08:45 CET: A quotation to get us going anyway:


He who seeks to regulate everything by law, is more likely to arouse vices than to reform them. It is best to grant what cannot be abolished, even though it be in itself harmful. How many evils spring from luxury, greed…and the like, yet these are tolerated—vices as they are—because they cannot be prevented by legal enactments. How much more then should free thought be granted, seeing that it is in itself a virtue and that it cannot be crushed! (Spinoza, Theological-political Tractate Ch.20/41)

08:34 CET: The picture above is of central Frankfurt in the 1848 revolution: democrats storm a line of Hessian artillery.

08:30 CET: Morning. Reports are that all was quiet overnight (Your crit saw and heard nothing, certainly). What is interesting is that to a degree the days of protest have a trajectory which mirrors that of the general crisis – an existing movement against out-of-control banking has been evicted – further movements have erupted against austerity measures, and now the repression of both movements has refocused attention on what lawyers would call civil and political rights.

One could argue that the authorities have been successful in thus turning ire away from Frankfurt’s banking district and onto the Paulsplatz, where a supposedly illegal demonstration will take place in defence of freedoms of assembly and thought.
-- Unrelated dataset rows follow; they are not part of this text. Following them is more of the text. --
//! Public complaint endpoints: submission, tracking and the transparency ledger

use crate::ledger::{ledger_view, LedgerView};
use crate::models::*;
use crate::pipeline::PipelineError;
use axum::{
    extract::{Path, State},
    http::StatusCode,
    response::IntoResponse,
    Json,
};

use super::{load_complaint, AppState};

// =============================================================================
// Submission
// =============================================================================

/// Submit a new complaint
pub async fn create_complaint(
    State(state): State<AppState>,
    Json(input): Json<CreateComplaint>,
) -> impl IntoResponse {
    match state.pipeline.submit(input).await {
        Ok(outcome) => (
            StatusCode::CREATED,
            Json(ApiResponse::success(outcome.receipt())),
        ),
        Err(PipelineError::Validation(e)) => (
            StatusCode::BAD_REQUEST,
            Json(ApiResponse::<SubmissionReceipt>::error(e.to_string())),
        ),
        Err(e @ (PipelineError::ClassificationTimeout(_) | PipelineError::Classifier(_))) => {
            tracing::warn!("Complaint classification failed: {}", e);
            (
                StatusCode::SERVICE_UNAVAILABLE,
                Json(ApiResponse::error(
                    "Classification service is unavailable. Please try again later.",
                )),
            )
        }
        Err(e) => {
            tracing::error!("Failed to store complaint: {}", e);
            (
                StatusCode::INTERNAL_SERVER_ERROR,
                Json(ApiResponse::error("Failed to submit complaint")),
            )
        }
    }
}

// =============================================================================
// Tracking
// =============================================================================

/// Get a complaint with its status history
pub async fn get_complaint(
    State(state): State<AppState>,
    Path(id): Path<String>,
) -> impl IntoResponse {
    match load_complaint(&state, &id).await {
        Ok(complaint) => (
            StatusCode::OK,
            Json(ApiResponse::success(ComplaintResponse::from(complaint))),
        ),
        Err((status, message)) => (status, Json(ApiResponse::error(message))),
    }
}

/// Get the hash chain for a complaint and whether it verifies
pub async fn get_complaint_ledger(
    State(state): State<AppState>,
    Path(id): Path<String>,
) -> impl IntoResponse {
    match load_complaint(&state, &id).await {
        Ok(complaint) => {
            let view = ledger_view(&complaint);
            if !view.verified {
                tracing::warn!("Ledger verification failed for complaint {}", complaint.id);
            }
            (StatusCode::OK, Json(ApiResponse::success(view)))
        }
        Err((status, message)) => (status, Json(ApiResponse::<LedgerView>::error(message))),
    }
}
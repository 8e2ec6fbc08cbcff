//! Civic Complaints Service
//!
//! A JSON API for reporting municipal issues and following them to resolution.
//!
//! ## Features
//!
//! - **Submission**: validated intake, classification and `CIV-######` IDs
//! - **Tracking**: append-only status history with derived progress
//! - **Admin**: filtered, priority-sorted listing and status changes
//! - **Transparency**: a verifiable hash chain over every complaint's history

mod config;
mod db;
mod handlers;
mod ledger;
mod lifecycle;
mod models;
mod pipeline;
mod repository;
mod validation;
mod view;

use handlers::AppState;
use pipeline::{RuleClassifier, SubmissionPipeline};
use repository::{ComplaintRepository, MemoryRepository, PgRepository};
use std::sync::Arc;
use tower_http::{
    cors::{Any, CorsLayer},
    limit::RequestBodyLimitLayer,
    trace::TraceLayer,
};
use tracing_subscriber::{layer::SubscriberExt, util::SubscriberInitExt};

#[tokio::main]
async fn main() -> Result<(), Box<dyn std::error::Error>> {
    // Initialize tracing
    tracing_subscriber::registry()
        .with(
            tracing_subscriber::EnvFilter::try_from_default_env()
                .unwrap_or_else(|_| "civic_complaints=info,tower_http=info".into()),
        )
        .with(tracing_subscriber::fmt::layer())
        .init();

    // Load configuration
    let config = config::Config::from_env()?;
    tracing::info!("Starting Civic Complaints Service");
    tracing::info!("Environment: {:?}", config.environment);

    // Choose the complaint store
    let repo: Arc<dyn ComplaintRepository> = match &config.database_url {
        Some(url) => {
            tracing::info!("Connecting to database...");
            let pool = db::create_pool(url).await?;
            tracing::info!("Database connected");

            tracing::info!("Running database migrations...");
            db::run_migrations(&pool).await?;

            Arc::new(PgRepository::new(pool))
        }
        None => {
            tracing::warn!("No database configured, complaints are kept in memory only");
            Arc::new(MemoryRepository::new())
        }
    };

    if config.seed_demo_data {
        repository::seed::seed_demo_data(repo.as_ref()).await?;
    }

    let pipeline = SubmissionPipeline::new(
        repo.clone(),
        Arc::new(RuleClassifier::new(config.classifier_latency)),
        config.classification_timeout,
    );

    // Create application state
    let state = AppState {
        repo,
        pipeline: Arc::new(pipeline),
        is_production: config.is_production(),
    };

    // Build CORS layer
    let cors = if config.is_production() {
        CorsLayer::new()
            .allow_origin(
                config
                    .cors_origins
                    .iter()
                    .filter_map(|o| o.parse().ok())
                    .collect::<Vec<_>>(),
            )
            .allow_methods(Any)
            .allow_headers(Any)
    } else {
        CorsLayer::permissive()
    };

    let app = handlers::api_router(state)
        .layer(TraceLayer::new_for_http())
        .layer(RequestBodyLimitLayer::new(config.max_body_size))
        .layer(cors);

    // Start server
    let addr = config.server_addr();
    tracing::info!("Server listening on http://{}", addr);

    let listener = tokio::net::TcpListener::bind(&addr).await?;
    axum::serve(listener, app)
        .with_graceful_shutdown(shutdown_signal())
        .await?;

    tracing::info!("Server stopped");
    Ok(())
}

/// Resolves on Ctrl-C or, on Unix, SIGTERM
async fn shutdown_signal() {
    let ctrl_c = async {
        if let Err(e) = tokio::signal::ctrl_c().await {
            tracing::error!("Failed to listen for Ctrl-C: {}", e);
            std::future::pending::<()>().await;
        }
    };

    #[cfg(unix)]
    let terminate = async {
        match tokio::signal::unix::signal(tokio::signal::unix::SignalKind::terminate()) {
            Ok(mut signal) => {
                signal.recv().await;
            }
            Err(e) => {
                tracing::error!("Failed to listen for SIGTERM: {}", e);
                std::future::pending::<()>().await;
            }
        }
    };

    #[cfg(not(unix))]
    let terminate = std::future::pending::<()>();

    tokio::select! {
        _ = ctrl_c => {},
        _ = terminate => {},
    }

    tracing::info!("Shutdown signal received");
}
However, those who have been paying attention to the global trends since the ‘End of History’ will be fully aware that the convenient nexus between democracy and capitalism has been abandoned in favour of the latter (so-called authoritarian capitalism). The doctrine had its first examples in SE Asia, such as in Singapore and Malaysia, but spread in naughties to Italy and then wider. We need not repeat the recent European events which confirm and expand this wave; Frankfurt tells us enough about where we are. The point is that only our current leadership could perceive that the economic and political as wholly separate, for it is this same leadership which has been well-schooled in our dominant theology.

In calling for the end to the failed austerity politics yesterday, Blockupy and Occupy were as much defending and expressing their political rights; by calling for the respect of political rights today, they are, with their popular presence, holding up a mirror to governance by unelected technocrat and bond market.